SOUTH AFRICA. Airports Company South Africa (ACSA) has put 78 retail tender bids on hold following a court ruling that the airports operator had been “inconsistent with the constitution” in a request for bids (RFB) in September 2017. The RFB was for ten-year car rental concessions at nine airports.
On 3 July, the high court in Johannesburg ruled in a case brought by car hire company Imperial against ACSA. In documents seen by The Moodie Davitt Report*, the presiding judge said that the latter’s decision to publish the RFB was “unlawful and invalid” because it failed to apply aspects of the constitution (s217) and “particularly the framework legislation envisaged in that section”.
As a result, yesterday the South African business media reported widely that ACSA was suspending current retail tenders. ACSA made the decision so that it could review the effect of the ruling on those tenders. It made its announcement on Tuesday.
The airport operator said it would “ensure continuity of its airports’ retail value proposition for its passengers” while it decided what to do next. In May the bidding for a series of retail tenders was closed.
New RFI just issued
Despite the Tuesday announcement, yesterday a new retail technology request for information (RFI) was announced with a closing date of 8 August. It is for the supply, installation and commissioning of a retail transactions management system, point-of-sale system, payment services, loyalty programme and mobile application and their maintenance for a period of five years.
According to Business Live*, a national news website in South Africa, ACSA’s suspension affects 26 F&B retailers, 21 fashion apparel stores, 27 speciality stores, two curio units and two foreign exchange outlets.
The news site stated that the tenders were for 31 retail spaces at Johannesburg’s OR Tambo International Airport, 23 at Cape Town International Airport, 15 at Durban’s King Shaka International Airport, plus nine in other locations.
ACSA has been under a lot of pressure in recent times.

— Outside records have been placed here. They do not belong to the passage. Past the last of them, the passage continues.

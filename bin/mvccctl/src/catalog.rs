//! ---
//! mvcc_section: "06-operator-cli"
//! mvcc_subsection: "binary"
//! mvcc_type: "source"
//! mvcc_scope: "code"
//! mvcc_description: "Read-only scenario listing and step plans."
//! mvcc_version: "v0.0.0-prealpha"
//! mvcc_owner: "tbd"
//! ---
use std::fs;
use std::path::Path;

use anyhow::{Context, Result};
use clap::Args;
use mvcc_common::{Dialect, RunnerConfig};
use mvcc_core::assign_slots;
use mvcc_logging as logging;
use mvcc_scenario::{list_tests, parse, LoadedScenario};

use crate::{parse_dialect, SourceArgs};

#[derive(Debug, Args)]
pub struct ListArgs {
    /// Database dialect: oracle, mysql, postgres, or sqlserver.
    pub dialect: String,
    #[command(flatten)]
    pub source: SourceArgs,
    /// Print the listing as JSON.
    #[arg(long)]
    pub json: bool,
}

#[derive(Debug, Args)]
pub struct ShowArgs {
    /// Database dialect: oracle, mysql, postgres, or sqlserver.
    pub dialect: String,
    /// Test id inside the dialect's test section, e.g. `test2`.
    pub test_id: String,
    #[command(flatten)]
    pub source: SourceArgs,
}

fn read_scenario(path: &Path) -> Result<String> {
    fs::read_to_string(path)
        .with_context(|| format!("cannot read scenario file {}", path.display()))
}

pub fn list(args: ListArgs) -> Result<()> {
    logging::init();
    let Some(dialect) = parse_dialect(&args.dialect) else {
        return Ok(());
    };
    let config = args.source.load_config()?.config;
    let path = args.source.scenario_path(&config);
    let raw = read_scenario(&path)?;
    let tests = list_tests(&raw, dialect)
        .with_context(|| format!("cannot list {dialect} tests in {}", path.display()))?;

    if args.json {
        println!("{}", serde_json::to_string_pretty(&tests)?);
    } else {
        for test in &tests {
            println!("{test}");
        }
    }
    Ok(())
}

pub fn show(args: ShowArgs) -> Result<()> {
    logging::init();
    let Some(dialect) = parse_dialect(&args.dialect) else {
        return Ok(());
    };
    let config = args.source.load_config()?.config;
    let path = args.source.scenario_path(&config);
    let raw = read_scenario(&path)?;
    let loaded = parse(&raw, dialect, &args.test_id)?;
    print!("{}", render_plan(dialect, &loaded, &config)?);
    Ok(())
}

fn render_plan(dialect: Dialect, loaded: &LoadedScenario, config: &RunnerConfig) -> Result<String> {
    use std::fmt::Write;

    let scenario = &loaded.scenario;
    let profile = dialect.profile();
    let routes = assign_slots(&scenario.transactions, config.slot_layout)
        .with_context(|| format!("cannot route {}", scenario.test_id))?;
    let mut out = String::new();

    let _ = writeln!(out, "{} {}  {}", dialect, scenario.test_id, scenario.comment);
    let _ = writeln!(
        out,
        "connect: {}",
        profile.masked_connection_command(&loaded.connection)
    );
    let sessions: Vec<String> = routes
        .iter()
        .map(|(tag, slot)| format!("{tag} -> session {slot}"))
        .collect();
    let _ = writeln!(out, "sessions: {}", sessions.join(", "));
    for step in &scenario.steps {
        let slot = routes.get(&step.transaction).copied().unwrap_or_default();
        let _ = writeln!(out, "  {} [{} @ session {slot}]", step.key, step.transaction);
        for statement in &step.statements {
            let _ = writeln!(out, "      {statement}");
        }
    }
    Ok(out)
}
//! ---
//! mvcc_section: "03-logging"
//! mvcc_subsection: "module"
//! mvcc_type: "source"
//! mvcc_scope: "code"
//! mvcc_description: "Structured logging context and lifecycle events."
//! mvcc_version: "v0.0.0-prealpha"
//! mvcc_owner: "tbd"
//! ---
#![warn(missing_docs)]
//! Structured logging helpers carrying run context (dialect, test, transaction, session).

use tracing::Level;
use tracing_subscriber::{fmt as subscriber_fmt, prelude::*, EnvFilter, Registry};

pub mod macros;

/// Initialize a baseline tracing subscriber suitable for tests and development.
pub fn init() {
    let _ = Registry::default()
        .with(EnvFilter::from_default_env().add_directive(Level::INFO.into()))
        .with(subscriber_fmt::layer().with_writer(std::io::stderr))
        .try_init();
}

/// Structured logging context propagated by the convenience macros.
#[derive(Debug, Default, Clone)]
pub struct LogContext<'a> {
    /// Database dialect the run targets.
    pub dialect: Option<&'a str>,
    /// Scenario (test) identifier.
    pub test: Option<&'a str>,
    /// Transaction tag, e.g. `T2`.
    pub transaction: Option<&'a str>,
    /// Session slot index inside the pool.
    pub session: Option<usize>,
}

impl<'a> LogContext<'a> {
    /// Create an empty logging context.
    pub fn new() -> Self {
        Self::default()
    }

    /// Attach a dialect name.
    pub fn with_dialect(mut self, dialect: &'a str) -> Self {
        self.dialect = Some(dialect);
        self
    }

    /// Attach a scenario identifier.
    pub fn with_test(mut self, test: &'a str) -> Self {
        self.test = Some(test);
        self
    }

    /// Attach a transaction tag.
    pub fn with_transaction(mut self, transaction: &'a str) -> Self {
        self.transaction = Some(transaction);
        self
    }

    /// Attach a session slot.
    pub fn with_session(mut self, session: usize) -> Self {
        self.session = Some(session);
        self
    }
}

/// Outcome used when emitting run lifecycle log events.
#[derive(Debug, Clone, Copy, PartialEq, Eq)]
pub enum RunEventOutcome {
    /// The phase completed.
    Success,
    /// The phase failed and the run is abandoned.
    Fault,
}

impl RunEventOutcome {
    fn as_str(&self) -> &'static str {
        match self {
            RunEventOutcome::Success => "success",
            RunEventOutcome::Fault => "fault",
        }
    }
}

/// Emit a standardized run lifecycle event with a success/fault outcome.
pub fn log_run_event(
    context: Option<&LogContext>,
    event: &str,
    message: &str,
    outcome: RunEventOutcome,
) {
    let default = LogContext::default();
    let ctx = context.unwrap_or(&default);
    match outcome {
        RunEventOutcome::Success => tracing::event!(
            Level::INFO,
            event,
            outcome = outcome.as_str(),
            dialect = ctx.dialect.unwrap_or(""),
            test = ctx.test.unwrap_or(""),
            transaction = ctx.transaction.unwrap_or(""),
            session = ctx.session,
            message = %message
        ),
        RunEventOutcome::Fault => tracing::event!(
            Level::ERROR,
            event,
            outcome = outcome.as_str(),
            dialect = ctx.dialect.unwrap_or(""),
            test = ctx.test.unwrap_or(""),
            transaction = ctx.transaction.unwrap_or(""),
            session = ctx.session,
            message = %message
        ),
    }
}

#[cfg(test)]
mod tests {
    use super::*;

    #[test]
    fn macros_emit_without_panic() {
        init();
        let ctx = LogContext::new()
            .with_dialect("postgres")
            .with_test("test4")
            .with_transaction("T2")
            .with_session(1);
        sim_info!(context = ctx.clone(), "step sent");
        sim_debug!("debug message");
        sim_warn!(context = ctx.clone(), "slow prompt after {} polls", 12);
        sim_error!(context = ctx, "connect failed: {}", "auth");
    }

    #[test]
    fn run_event_helper_emits() {
        init();
        let ctx = LogContext::new().with_dialect("mysql");
        log_run_event(
            Some(&ctx),
            "run.establish",
            "sessions ready",
            RunEventOutcome::Success,
        );
        log_run_event(None, "run.establish", "host unreachable", RunEventOutcome::Fault);
    }
}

Last year, the Democratic Alliance (DA), the official opposition and the second largest political party in South Africa, called for the suspension of the airport authority’s CEO, Bongani Maseko for alleged tender irregularities. The DA cited leaked ACSA documents to support their case. Maseko, so far, remains in office but several ACSA board members have resigned in the past three years.
*The Moodie Davitt Report operates a comprehensive attribution policy. When we report on outside agencies’ stories, we both attribute them and make every effort to verify the information.